Укоренение в среднюю точку
В данном задании требовалось укоренить в среднюю точку дерево, построенное методом Neighbor-Joining using % identity при выполнении одного из
заданий предыдущего практикума. Данное дерево было реконструировано по белкам семейства пептидил-тРНК гидролаз в программе JalView.
Для этого сначала при помощи Uniprot были получены нужные последовательности, которые затем были
выровнены сервисом Muscle
(ссылка на fasta-файл с выравниванием).
Далее полученное выравнивание было открыто в JalView (ссылка на проект в формате .jvp), где и было сконструровано нужное дерево.

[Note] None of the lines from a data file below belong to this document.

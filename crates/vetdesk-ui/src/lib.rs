// Copyright 2026 Phillip Cloud
// Licensed under the Apache License, Version 2.0

//! Interaction layer of the clinic pages: table filtering, custom selects,
//! the per-row manage wheel, guarded modals and inline field feedback, wired
//! together by one controller per page.

pub mod actions;
pub mod feedback;
pub mod filter;
pub mod guard;
pub mod listeners;
pub mod markup;
pub mod pages;
pub mod select;
pub mod timers;
pub mod wheel;

pub use actions::ActionRegistry;
pub use feedback::{FieldFeedback, FieldKind, Validity};
pub use filter::{FilterBinding, FilterState, TableFilter, filter_rows, row_matches};
pub use guard::{CloseOutcome, ModalGuard, ModalGuardState};
pub use listeners::{DocumentHandler, ListenerId, ListenerSet, Propagation};
pub use pages::{
    DayRequest, Page, PageEvent, SelectCallback, UiConfig, agenda::AgendaPage,
    inventory::InventoryPage, services::ServicesPage,
};
pub use select::{SelectChange, SelectGroup, SelectOption, SelectOutcome};
pub use timers::Debounce;
pub use wheel::{ManageWheel, WheelMetrics, WheelOptions, WheelTransition};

Рис 1. Изображение дерева, построенного программой JalView методом Neighbor-Joining using % identity.
Данное дерево получилось неразрешенным и отличающимся от правильного. Для доказательства того, что деревья отличаются, можно сравнить их скобочные
формулы, а в данном случае хватит и сравнения их частей.
Часть скобочной формулы реконструированного дерева: (((BACAN, GEOKA), STAAR), CLOTE), FINM2)
Скобочная формула правильного дерева: ((CLOTE, FINM2), ((LACAC, (ENTFA, STRPN)), (STAAR, (BACAN, GEOKA))));
Видно, что в реконструированном дереве нет ветви, отделяющей бактерии CLOTE, FINM2 от остальных.
К сожалению, программа MEGA по не совсем понятным причинам отказывается переукоренять деревья, построенные JalView. Поэтому для выполнения задания была использована программа retree пакета PHYLIP. Для того, чтобы укоренить дерево в этой программе, потребовалось:
- файл с деревом в Newick-формате переименовать в файл с именем intree;
- скопировать в рабочую директорию и запустить там файл retree.exe;
- подтвердить правильность настроек программы (нажать Y), а затем выбрать команду "Midpoint root the tree" (нажать M);
- сохранить скобочную формулу полученного дерева в файл с именем outtree.
Ниже для сравнения представлены изображения деревьев, полученные программой retree.exe пакета PHYLIP (после и до укоренения). Что интересно, программа retree.exe, в отличие от JalView, построила разрешенное дерево.
Рис 2. Изображения дерева, полученные при помощи программы retree.exe пакета PHYLIP
(сверху - после укоренения, снизу - до).
Также дерево было открыто в программе MEGA. Для этого скобочная формула из файла outtree была скопирована в файл tree.tre. Результат представлен на Рис. 3.
Рис 3. Изображение укорененного в среднюю точку дерева, открытое в программе MEGA.
Как видно из Рис. 2 и 3, укоренение разбило дерево на 2 ветви: {GEOKA, BACAN, STAAR, CLOTE, FINM2} vs {LACAC, STRPN, ENTFA}.
Такое разбиение на ветви не соответствует иходному дереву, построенному в первом практикуме.
Кроме того, если соотнести такое разбиение с таксономией (Рис. 4), то становится ясно, что при данном укоренении класс Bacilli (бактерии, принадлежащие
этому классу, отделены красными уголками) оказывается разбит на 2 части из-за бактерий CLOTE и FINM2, принадлежащих к классам Clostridia и
Tissierellia соответственно. Таким образом, построенное дерево не является правильным.
Рис 4. Изображение укорененного в среднюю точку дерева, соотнесенное с таксономией.
Красными уголками отделены бактерии класса Bacilli, зеленой рамкой - бактерии CLOTE и FINM2.
Можно заметить также, что, в отличие от программы retree.exe пакета PHYLIP, MEGA построила неразрешенное дерево (ветвь {LACAC, STRPN, ENTFA} не является бинарной). Это может объясняться тем, что в скобочной формуле различия в расстояниях для (LACAC, STRPN) и ((LACAC, STRPN), ENTFA) очень незначительны, и MEGA просто не смогла разрешить это дерево. Однако, поскольку разбиение ((LACAC, STRPN), ENTFA) соответствует скобочной формуле, изображению дерева, построенному программой retree.exe и правильному дереву, то изображение в retree.exe более правильное, чем изображение в MEGA.